Between 1978 and 1998, when he was stricken with an eye disease called keratoconus and feared he was going blind, doctors saved his eyesight with corneal transplants. “I have two eyes that were given to me by two children, a 13-year-old boy and a 14-year-old girl,” he said.
Not only that but he’s also a cancer survivor. His father Lester died of pancreatic cancer at age 52. The Chicago-born actor-singer hoped he could just get past that age without any bad news. Sure enough, before he reached 52 he got a diagnosis of prostate cancer. “It was terrifying,” Mandy said. “I thought a Mack truck had hit me. I freaked out.”
Mandy, now 60, told his frightening story at a benefit dinner of the American Friends of Soroka Medical Center last month at the Harvard Club. The aim was to raise funds for a Comprehensive Cancer Center at the hospital in Be’er Sheva.
“I was blessed with wonderful friends, family and medical institution to take care of me, embrace me, put their arms around me, comfort me, and give me confidence with all the choices and information in the world. To be bereft of that is beyond description.”
He didn’t hesitate to participate in the fundraising gala—on video—because, he said, his research showed that Soroka offers “that guidance, that education, that care, that technology. That is something to support with all your heart and soul. If you don’t take care of these people, when you need someone to take care of you no one will be around. That’s how it works.”

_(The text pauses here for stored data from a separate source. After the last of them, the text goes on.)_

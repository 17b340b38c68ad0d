// EJ Dashboard - REST API with Axum
// Stateless: every request carries its own selection, the dataset is read-only

use axum::{
    extract::{Query, State},
    http::StatusCode,
    response::{Html, IntoResponse, Json, Response},
    routing::get,
    Router,
};
use serde::{Deserialize, Serialize};
use std::sync::Arc;
use tower_http::cors::CorsLayer;
use tower_http::trace::TraceLayer;
use tracing::warn;

use crate::dashboard::{self, Selection, SelectionError};
use crate::dataset::{CountyInfo, Dataset};
use crate::risk::RiskBucket;

/// Shared application state
#[derive(Clone)]
pub struct AppState {
    pub dataset: Arc<Dataset>,
}

impl AppState {
    pub fn new(dataset: Dataset) -> Self {
        Self { dataset: Arc::new(dataset) }
    }
}

/// API Response wrapper
#[derive(Debug, Serialize, Deserialize)]
pub struct ApiResponse<T> {
    pub success: bool,
    pub data: Option<T>,
    #[serde(skip_serializing_if = "Option::is_none")]
    pub error: Option<String>,
}

impl<T> ApiResponse<T> {
    fn ok(data: T) -> Self {
        Self {
            success: true,
            data: Some(data),
            error: None,
        }
    }

    fn err(message: impl Into<String>) -> Self {
        Self {
            success: false,
            data: None,
            error: Some(message.into()),
        }
    }
}

#[derive(Debug, Serialize)]
struct BucketResponse {
    name: &'static str,
    low: f64,
    high: f64,
}

/// Query parameters of /api/dashboard; both default to the first choice
#[derive(Debug, Deserialize)]
pub struct DashboardQuery {
    county: Option<String>,
    bucket: Option<String>,
}

fn selection_error(err: SelectionError) -> Response {
    let status = match err {
        SelectionError::UnknownCounty(_) => StatusCode::NOT_FOUND,
        SelectionError::UnknownBucket(_) => StatusCode::BAD_REQUEST,
        SelectionError::EmptyDataset => StatusCode::SERVICE_UNAVAILABLE,
    };
    warn!(error = %err, "rejected dashboard request");
    (status, Json(ApiResponse::<()>::err(err.to_string()))).into_response()
}

// ============================================================================
// API Handlers
// ============================================================================

/// GET /api/health - Health check
async fn health_check() -> impl IntoResponse {
    Json(ApiResponse::ok("OK"))
}

/// GET /api/counties - Selectable counties in dataset order
async fn get_counties(State(state): State<AppState>) -> impl IntoResponse {
    let counties: Vec<CountyInfo> = state.dataset.counties().to_vec();
    Json(ApiResponse::ok(counties))
}

/// GET /api/buckets - The four risk buckets, lowest first
async fn get_buckets() -> impl IntoResponse {
    let buckets: Vec<BucketResponse> = RiskBucket::ALL
        .iter()
        .map(|bucket| {
            let (low, high) = bucket.bounds();
            BucketResponse { name: bucket.name(), low, high }
        })
        .collect();
    Json(ApiResponse::ok(buckets))
}

/// GET /api/dashboard?county=..&bucket=.. - Both charts for one selection
async fn get_dashboard(
    State(state): State<AppState>,
    Query(query): Query<DashboardQuery>,
) -> Response {
    let dataset = state.dataset.as_ref();

    let selection = match Selection::default_for(dataset) {
        Ok(default) => {
            let county = query.county.as_deref().unwrap_or(&default.county);
            let bucket = query.bucket.as_deref().unwrap_or(default.bucket.name());
            Selection::parse(dataset, county, bucket)
        }
        Err(err) => Err(err),
    };

    match selection.and_then(|selection| dashboard::render(dataset, &selection)) {
        Ok(view) => (StatusCode::OK, Json(ApiResponse::ok(view))).into_response(),
        Err(err) => selection_error(err),
    }
}

/// GET / - Serve the dashboard page
async fn serve_index() -> impl IntoResponse {
    Html(include_str!("../web/index.html"))
}

// ============================================================================
// Router
// ============================================================================

pub fn router(state: AppState) -> Router {
    let api_routes = Router::new()
        .route("/health", get(health_check))
        .route("/counties", get(get_counties))
        .route("/buckets", get(get_buckets))
        .route("/dashboard", get(get_dashboard))
        .with_state(state);

    Router::new()
        .route("/", get(serve_index))
        .nest("/api", api_routes)
        .layer(TraceLayer::new_for_http())
        .layer(CorsLayer::permissive())
}
// 👥 Demographic Aggregator
// Fixed demographic categories and percentage composition over a set of rows

use serde::{Deserialize, Serialize};
use std::fmt;

// ============================================================================
// DEMOGRAPHIC CATEGORIES
// ============================================================================

/// Demographic category tracked by the dataset.
///
/// The declaration order is the display order of every chart and legend.
#[derive(Debug, Clone, Copy, PartialEq, Eq, Hash, Serialize, Deserialize)]
#[serde(rename_all = "lowercase")]
pub enum Demographic {
    White,
    Black,
    Asian,
    Latino,
    Other,
}

impl Demographic {
    /// All categories in display order
    pub const ALL: [Demographic; 5] = [
        Demographic::White,
        Demographic::Black,
        Demographic::Asian,
        Demographic::Latino,
        Demographic::Other,
    ];

    /// CSV column name / JSON key
    pub fn key(&self) -> &'static str {
        match self {
            Demographic::White => "white",
            Demographic::Black => "black",
            Demographic::Asian => "asian",
            Demographic::Latino => "latino",
            Demographic::Other => "other",
        }
    }

    /// Display label used in legends and annotations
    pub fn label(&self) -> &'static str {
        match self {
            Demographic::White => "White",
            Demographic::Black => "Black",
            Demographic::Asian => "Asian",
            Demographic::Latino => "Latino",
            Demographic::Other => "Other",
        }
    }

    /// Hex color of the chart segment
    pub fn color(&self) -> &'static str {
        match self {
            Demographic::White => "#ffb262",
            Demographic::Black => "#129e56",
            Demographic::Asian => "#e7298a",
            Demographic::Latino => "#7570b3",
            Demographic::Other => "#43a8b5",
        }
    }

    /// Same color as `color()`, as RGB components
    pub fn rgb(&self) -> (u8, u8, u8) {
        match self {
            Demographic::White => (0xff, 0xb2, 0x62),
            Demographic::Black => (0x12, 0x9e, 0x56),
            Demographic::Asian => (0xe7, 0x29, 0x8a),
            Demographic::Latino => (0x75, 0x70, 0xb3),
            Demographic::Other => (0x43, 0xa8, 0xb5),
        }
    }

    fn index(&self) -> usize {
        match self {
            Demographic::White => 0,
            Demographic::Black => 1,
            Demographic::Asian => 2,
            Demographic::Latino => 3,
            Demographic::Other => 4,
        }
    }
}

impl fmt::Display for Demographic {
    fn fmt(&self, f: &mut fmt::Formatter<'_>) -> fmt::Result {
        write!(f, "{}", self.label())
    }
}

// ============================================================================
// COUNTS
// ============================================================================

/// Population counts of one geographic sub-unit
#[derive(Debug, Clone, Copy, Default, PartialEq, Serialize, Deserialize)]
pub struct DemographicCounts {
    pub white: f64,
    pub black: f64,
    pub asian: f64,
    pub latino: f64,
    pub other: f64,
}

impl DemographicCounts {
    pub fn get(&self, demographic: Demographic) -> f64 {
        match demographic {
            Demographic::White => self.white,
            Demographic::Black => self.black,
            Demographic::Asian => self.asian,
            Demographic::Latino => self.latino,
            Demographic::Other => self.other,
        }
    }
}

// ============================================================================
// COMPOSITION
// ============================================================================

/// Percentage breakdown (0..=100) of a population across the fixed categories.
///
/// Sums to 100 when built from a non-zero population and is all-zero otherwise.
#[derive(Debug, Clone, Copy, Default, PartialEq)]
pub struct Composition {
    percentages: [f64; 5],
}

impl Composition {
    /// Composition of a population where every count is zero
    pub fn zero() -> Self {
        Self::default()
    }

    /// Build from explicit percentages; categories not listed are 0
    pub fn from_percentages(entries: &[(Demographic, f64)]) -> Self {
        let mut composition = Self::zero();
        for (demographic, pct) in entries {
            composition.percentages[demographic.index()] = *pct;
        }
        composition
    }

    pub fn get(&self, demographic: Demographic) -> f64 {
        self.percentages[demographic.index()]
    }

    /// Entries in display order
    pub fn iter(&self) -> impl Iterator<Item = (Demographic, f64)> + '_ {
        Demographic::ALL.iter().map(move |d| (*d, self.get(*d)))
    }

    pub fn total(&self) -> f64 {
        self.percentages.iter().sum()
    }

    pub fn is_zero(&self) -> bool {
        self.percentages.iter().all(|p| *p == 0.0)
    }
}

/// Compute the percentage composition across `counts`.
///
/// A zero grand total (no rows, or rows whose counts are all zero) yields
/// `Composition::zero()` instead of dividing by zero.
pub fn aggregate<'a, I>(counts: I) -> Composition
where
    I: IntoIterator<Item = &'a DemographicCounts>,
{
    let mut sums = [0.0_f64; 5];
    for row in counts {
        for demographic in Demographic::ALL {
            sums[demographic.index()] += row.get(demographic);
        }
    }

    let total: f64 = sums.iter().sum();
    if total <= 0.0 {
        return Composition::zero();
    }

    let mut percentages = [0.0; 5];
    for (pct, sum) in percentages.iter_mut().zip(sums) {
        *pct = sum / total * 100.0;
    }

    Composition { percentages }
}
// 🧭 Dashboard View
// Pure render function: (dataset, selection) → everything the page shows

use serde::{Deserialize, Serialize};
use thiserror::Error;
use tracing::debug;

use crate::chart::{shape, StackedBar};
use crate::dataset::Dataset;
use crate::demographics::{aggregate, Composition, Demographic};
use crate::risk::{filter_rows, RiskBucket, UnknownBucket};

/// The two user choices. Immutable: a change builds a new `Selection`.
#[derive(Debug, Clone, PartialEq, Eq, Serialize, Deserialize)]
pub struct Selection {
    pub county: String,
    pub bucket: RiskBucket,
}

#[derive(Debug, Error, PartialEq, Eq)]
pub enum SelectionError {
    #[error("unknown county '{0}'")]
    UnknownCounty(String),

    #[error(transparent)]
    UnknownBucket(#[from] UnknownBucket),

    #[error("dataset has no counties")]
    EmptyDataset,
}

impl Selection {
    pub fn new(county: impl Into<String>, bucket: RiskBucket) -> Self {
        Self { county: county.into(), bucket }
    }

    /// First county of the dataset, lowest bucket
    pub fn default_for(dataset: &Dataset) -> Result<Self, SelectionError> {
        dataset
            .counties()
            .first()
            .map(|c| Self::new(c.county.clone(), RiskBucket::default()))
            .ok_or(SelectionError::EmptyDataset)
    }

    /// Parse free-text county/bucket values (CLI, HTTP query)
    pub fn parse(dataset: &Dataset, county: &str, bucket: &str) -> Result<Self, SelectionError> {
        let bucket: RiskBucket = bucket.parse()?;
        let info = dataset
            .county(county)
            .ok_or_else(|| SelectionError::UnknownCounty(county.to_string()))?;
        Ok(Self::new(info.county.clone(), bucket))
    }

    pub fn with_county(&self, county: impl Into<String>) -> Self {
        Self::new(county, self.bucket)
    }

    pub fn with_bucket(&self, bucket: RiskBucket) -> Self {
        Self::new(self.county.clone(), bucket)
    }
}

/// One legend swatch
#[derive(Debug, Clone, PartialEq, Serialize)]
pub struct LegendEntry {
    pub demographic: Demographic,
    pub label: &'static str,
    pub color: &'static str,
}

/// A titled chart plus the composition behind it
#[derive(Debug, Clone, PartialEq, Serialize)]
pub struct ChartPanel {
    pub heading: String,
    /// Tracts aggregated into this chart
    pub rows: usize,
    pub chart: StackedBar,
    #[serde(skip)]
    pub composition: Composition,
}

/// Everything one dashboard page shows for a selection
#[derive(Debug, Clone, PartialEq, Serialize)]
pub struct DashboardView {
    pub selection: Selection,
    pub state_abbr: String,
    /// "{county}, {state}"
    pub title: String,
    pub legend: Vec<LegendEntry>,
    /// County restricted to the selected risk bucket
    pub bucket_panel: ChartPanel,
    /// All tracts of the county
    pub overall_panel: ChartPanel,
}

pub fn legend() -> Vec<LegendEntry> {
    Demographic::ALL
        .iter()
        .map(|d| LegendEntry { demographic: *d, label: d.label(), color: d.color() })
        .collect()
}

/// Recompute both charts for `selection`.
///
/// An empty bucket produces a blank chart; only an unknown county fails.
pub fn render(dataset: &Dataset, selection: &Selection) -> Result<DashboardView, SelectionError> {
    let info = dataset
        .county(&selection.county)
        .ok_or_else(|| SelectionError::UnknownCounty(selection.county.clone()))?;

    let county_rows = dataset.county_rows(&info.county);
    let bucket_rows = filter_rows(county_rows.iter().copied(), selection.bucket);

    debug!(
        county = %info.county,
        bucket = %selection.bucket,
        county_rows = county_rows.len(),
        bucket_rows = bucket_rows.len(),
        "rendering dashboard"
    );

    let overall = aggregate(county_rows.iter().map(|row| &row.counts));
    let within_bucket = aggregate(bucket_rows.iter().map(|row| &row.counts));

    Ok(DashboardView {
        selection: selection.clone(),
        state_abbr: info.state_abbr.clone(),
        title: format!("{}, {}", info.county, info.state_abbr),
        legend: legend(),
        bucket_panel: ChartPanel {
            heading: format!("{} {} EJ Risk", info.county, selection.bucket),
            rows: bucket_rows.len(),
            chart: shape(&within_bucket),
            composition: within_bucket,
        },
        overall_panel: ChartPanel {
            heading: format!("{} EJ Risk", info.county),
            rows: county_rows.len(),
            chart: shape(&overall),
            composition: overall,
        },
    })
}
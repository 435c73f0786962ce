//! Row/column addressing.
//!
//! Columns count Unicode scalar values (`char`s), not bytes and not terminal cells.

use std::cmp::Ordering;
use std::fmt;

/// Position coordinates (row and column numbers)
#[derive(Debug, Clone, Copy, PartialEq, Eq, Hash, Default)]
pub struct Position {
    /// Zero-based row index.
    pub row: usize,
    /// Zero-based column in characters within the row.
    pub column: usize,
}

impl Position {
    /// Create a new position.
    pub const fn new(row: usize, column: usize) -> Self {
        Self { row, column }
    }

    /// The start of the document.
    pub const fn zero() -> Self {
        Self::new(0, 0)
    }
}

impl Ord for Position {
    fn cmp(&self, other: &Self) -> Ordering {
        self.row
            .cmp(&other.row)
            .then_with(|| self.column.cmp(&other.column))
    }
}

impl PartialOrd for Position {
    fn partial_cmp(&self, other: &Self) -> Option<Ordering> {
        Some(self.cmp(other))
    }
}

impl From<(usize, usize)> for Position {
    fn from((row, column): (usize, usize)) -> Self {
        Self::new(row, column)
    }
}

impl fmt::Display for Position {
    fn fmt(&self, f: &mut fmt::Formatter<'_>) -> fmt::Result {
        write!(f, "({}, {})", self.row, self.column)
    }
}

/// An ordered pair of positions, `start <= end`.
#[derive(Debug, Clone, Copy, PartialEq, Eq, Hash)]
pub struct Range {
    /// Inclusive start.
    pub start: Position,
    /// Exclusive end.
    pub end: Position,
}

impl Range {
    /// Build a range from two positions in any order.
    pub fn new(a: Position, b: Position) -> Self {
        if a <= b {
            Self { start: a, end: b }
        } else {
            Self { start: b, end: a }
        }
    }

    /// Whether the range covers nothing.
    pub fn is_empty(&self) -> bool {
        self.start == self.end
    }

    /// Whether `pos` lies in `[start, end)`.
    pub fn contains(&self, pos: Position) -> bool {
        self.start <= pos && pos < self.end
    }
}
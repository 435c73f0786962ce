//! Line-oriented text storage.
//!
//! The document is an owned, exclusively mutated vector of rows. Line terminators are not
//! stored: row boundaries *are* the newlines. There is always at least one row.
//!
//! All mutation goes through [`Document::insert_range`], which validates its input completely
//! before touching any row, so a rejected edit leaves the document exactly as it was.

use crate::error::DocumentError;
use crate::position::{Position, Range};
use crate::syntax::{InputEdit, Point, TextInput};
use crate::text::{byte_index, char_column, char_len, split_lines_preserve_trailing};
use std::borrow::Cow;
use tracing::debug;

/// Structured record of the last successful edit.
///
/// Positions are in chars, the embedded [`InputEdit`] is in bytes/[`Point`]s for parsers.
#[derive(Debug, Clone, PartialEq, Eq)]
pub struct DocumentEdit {
    /// Start of the replaced range.
    pub start: Position,
    /// End of the replaced range in the pre-edit document.
    pub old_end: Position,
    /// End of the inserted text in the post-edit document.
    pub new_end: Position,
    /// Exact text that was removed (rows joined with `'\n'`).
    pub deleted_text: String,
    /// Exact text that was inserted (`"\r\n"` normalized to `'\n'`).
    pub inserted_text: String,
    /// Byte-level description of the same edit.
    pub input_edit: InputEdit,
    /// Content version produced by this edit.
    pub version: u64,
}

impl DocumentEdit {
    /// The replaced range, in pre-edit coordinates.
    pub fn old_range(&self) -> Range {
        Range::new(self.start, self.old_end)
    }

    /// The inserted text's range, in post-edit coordinates.
    pub fn new_range(&self) -> Range {
        Range::new(self.start, self.new_end)
    }
}

/// The authoritative text of an editor.
#[derive(Debug, Clone, PartialEq, Eq)]
pub struct Document {
    lines: Vec<String>,
    version: u64,
    last_edit: Option<DocumentEdit>,
}

impl Document {
    /// Create an empty document (a single empty row).
    pub fn new() -> Self {
        Self {
            lines: vec![String::new()],
            version: 0,
            last_edit: None,
        }
    }

    /// Create a document from text, splitting rows on `'\n'`.
    pub fn from_text(text: &str) -> Self {
        let mut document = Self::new();
        document.lines = split_lines_preserve_trailing(text);
        document
    }

    /// Replace all content with `lines`.
    ///
    /// An empty sequence becomes a single empty row. A row containing `'\n'` cannot be
    /// represented and is rejected with [`DocumentError::InvalidContent`].
    pub fn load<I, S>(&mut self, lines: I) -> Result<(), DocumentError>
    where
        I: IntoIterator<Item = S>,
        S: Into<String>,
    {
        let mut lines: Vec<String> = lines.into_iter().map(Into::into).collect();
        if let Some(row) = lines.iter().position(|line| line.contains('\n')) {
            return Err(DocumentError::InvalidContent(format!(
                "line {row} contains a line terminator"
            )));
        }
        if lines.is_empty() {
            lines.push(String::new());
        }

        self.lines = lines;
        self.version += 1;
        self.last_edit = None;
        debug!(rows = self.lines.len(), version = self.version, "document loaded");
        Ok(())
    }

    /// Replace all content with `text`, splitting rows on `'\n'` (a trailing `'\r'` is dropped).
    pub fn load_text(&mut self, text: &str) {
        self.lines = split_lines_preserve_trailing(text);
        self.version += 1;
        self.last_edit = None;
        debug!(rows = self.lines.len(), version = self.version, "document loaded");
    }

    /// Number of rows (always at least 1).
    pub fn line_count(&self) -> usize {
        self.lines.len()
    }

    /// Text of a row, without terminator.
    pub fn line(&self, row: usize) -> Option<&str> {
        self.lines.get(row).map(String::as_str)
    }

    /// Length of a row in chars (0 for rows outside the document).
    pub fn line_len(&self, row: usize) -> usize {
        self.lines.get(row).map(|line| char_len(line)).unwrap_or(0)
    }

    /// Borrow all rows.
    pub fn lines(&self) -> &[String] {
        &self.lines
    }

    /// Full text, rows joined with `'\n'`.
    pub fn text(&self) -> String {
        self.lines.join("\n")
    }

    /// Content version, bumped by every effective edit or load.
    pub fn version(&self) -> u64 {
        self.version
    }

    /// The last edit, if the last mutation was an edit (a load clears it).
    pub fn last_edit(&self) -> Option<&DocumentEdit> {
        self.last_edit.as_ref()
    }

    /// Position just past the last character of the document.
    pub fn end_position(&self) -> Position {
        let row = self.lines.len() - 1;
        Position::new(row, self.line_len(row))
    }

    /// Whether `pos` addresses the document (`column == line_len` is valid).
    pub fn is_valid(&self, pos: Position) -> bool {
        pos.row < self.lines.len() && pos.column <= self.line_len(pos.row)
    }

    /// Byte offset of `pos` in the `'\n'`-joined text. `pos` is clamped to the document.
    pub fn byte_offset(&self, pos: Position) -> usize {
        let row = pos.row.min(self.lines.len() - 1);
        let before: usize = self.lines[..row].iter().map(|line| line.len() + 1).sum();
        before + byte_index(&self.lines[row], pos.column)
    }

    /// Parser point (row, byte column) for `pos`.
    pub fn point_for(&self, pos: Position) -> Point {
        let column = self
            .lines
            .get(pos.row)
            .map(|line| byte_index(line, pos.column))
            .unwrap_or(0);
        Point::new(pos.row, column)
    }

    /// Char column for a byte column within `row` (clamped to the row).
    pub fn column_for_byte(&self, row: usize, byte: usize) -> usize {
        self.lines
            .get(row)
            .map(|line| char_column(line, byte))
            .unwrap_or(0)
    }

    fn check_position(&self, pos: Position) -> Result<(), DocumentError> {
        if self.is_valid(pos) {
            Ok(())
        } else {
            Err(DocumentError::OutOfRange { position: pos })
        }
    }

    fn check_range(&self, start: Position, end: Position) -> Result<(), DocumentError> {
        self.check_position(start)?;
        self.check_position(end)?;
        if start > end {
            return Err(DocumentError::UnorderedRange { start, end });
        }
        Ok(())
    }

    /// Read the text in `[start, end)`, rows joined with `'\n'`.
    pub fn text_range(&self, start: Position, end: Position) -> Result<String, DocumentError> {
        self.check_range(start, end)?;
        Ok(self.text_range_unchecked(start, end))
    }

    fn text_range_unchecked(&self, start: Position, end: Position) -> String {
        let first = &self.lines[start.row];
        let start_byte = byte_index(first, start.column);
        if start.row == end.row {
            return first[start_byte..byte_index(first, end.column)].to_string();
        }

        let mut out = String::from(&first[start_byte..]);
        for line in &self.lines[start.row + 1..end.row] {
            out.push('\n');
            out.push_str(line);
        }
        let last = &self.lines[end.row];
        out.push('\n');
        out.push_str(&last[..byte_index(last, end.column)]);
        out
    }

    /// Replace `[start, end)` with `text` and return the position just after the inserted text.
    ///
    /// `text` may contain newlines (`"\r\n"` counts as one). The first inserted segment joins
    /// the retained prefix of `start.row`, the last one joins the retained suffix of `end.row`,
    /// and the segments in between become rows of their own.
    ///
    /// Both positions must be valid in the current document and ordered; otherwise the edit is
    /// rejected and nothing changes. Replacing an empty range with empty text is a no-op that
    /// does not bump the version.
    pub fn insert_range(
        &mut self,
        start: Position,
        end: Position,
        text: &str,
    ) -> Result<Position, DocumentError> {
        self.check_range(start, end)?;
        if start == end && text.is_empty() {
            return Ok(start);
        }

        let text: Cow<'_, str> = if text.contains("\r\n") {
            Cow::Owned(text.replace("\r\n", "\n"))
        } else {
            Cow::Borrowed(text)
        };

        let deleted_text = self.text_range_unchecked(start, end);
        let start_byte = self.byte_offset(start);
        let old_end_byte = self.byte_offset(end);
        let start_point = self.point_for(start);
        let old_end_point = self.point_for(end);

        let start_line = &self.lines[start.row];
        let end_line = &self.lines[end.row];
        let mut current = start_line[..byte_index(start_line, start.column)].to_string();
        let suffix = end_line[byte_index(end_line, end.column)..].to_string();

        let mut segments = text.split('\n');
        current.push_str(segments.next().unwrap_or_default());
        let mut rows = Vec::new();
        for segment in segments {
            rows.push(std::mem::replace(&mut current, segment.to_string()));
        }

        let new_end = Position::new(start.row + rows.len(), char_len(&current));
        let new_end_point = if rows.is_empty() {
            Point::new(start_point.row, start_point.column + text.len())
        } else {
            Point::new(new_end.row, current.len())
        };
        current.push_str(&suffix);
        rows.push(current);

        self.lines.splice(start.row..=end.row, rows);
        self.version += 1;

        debug!(
            %start,
            %end,
            %new_end,
            rows = self.lines.len(),
            version = self.version,
            "range edit applied"
        );

        self.last_edit = Some(DocumentEdit {
            start,
            old_end: end,
            new_end,
            deleted_text,
            input_edit: InputEdit {
                start_byte,
                old_end_byte,
                new_end_byte: start_byte + text.len(),
                start_point,
                old_end_point,
                new_end_point,
            },
            inserted_text: text.into_owned(),
            version: self.version,
        });

        Ok(new_end)
    }

    /// Delete `[start, end)`. Returns `start`.
    pub fn delete_range(
        &mut self,
        start: Position,
        end: Position,
    ) -> Result<Position, DocumentError> {
        self.insert_range(start, end, "")
    }
}

impl Default for Document {
    fn default() -> Self {
        Self::new()
    }
}

impl TextInput for Document {
    /// Remaining bytes of `point.row` from `point.column`, then `"\n"` between rows, then the
    /// empty end-of-input sentinel.
    fn read(&self, _byte_offset: usize, point: Point) -> &[u8] {
        let Some(line) = self.lines.get(point.row) else {
            return &[];
        };
        let bytes = line.as_bytes();
        if point.column < bytes.len() {
            &bytes[point.column..]
        } else if point.column == bytes.len() && point.row + 1 < self.lines.len() {
            b"\n"
        } else {
            &[]
        }
    }
}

More than that, Mandy was thrilled to learn that his “daughter-in-love,” Kristen Widmer, his son Isaac’s fiancée, is a graduate of Ben-Gurion University Medical School for International Health, in collaboration with Columbia University Medical Center, and its teaching hospital Soroka. Kristen is currently teaching native Americans in Sitka, Alaska. “She learned her lessons well at Soroka,” Mandy kvelled.
At the dinner Dorian Goldman of the American Friends presented its Visionary Leadership Award to Shimon Glick. He made aliyah from New Jersey in 1974 and became founding chairman of the Division of Medicine at Soroka.
Professor Glick quipped that the reason he’s being honored is that the hospital thinks “I have many rich and generous friends.”
So he pleaded for donations: “Just think if you give a million dollars to Harvard or Stanford to add to their multibillion dollar endowment it will be a drop in the bucket and you will get a nice letter from the president. A million dollars to Soroka will have tremendous impact and you will be treated royally.”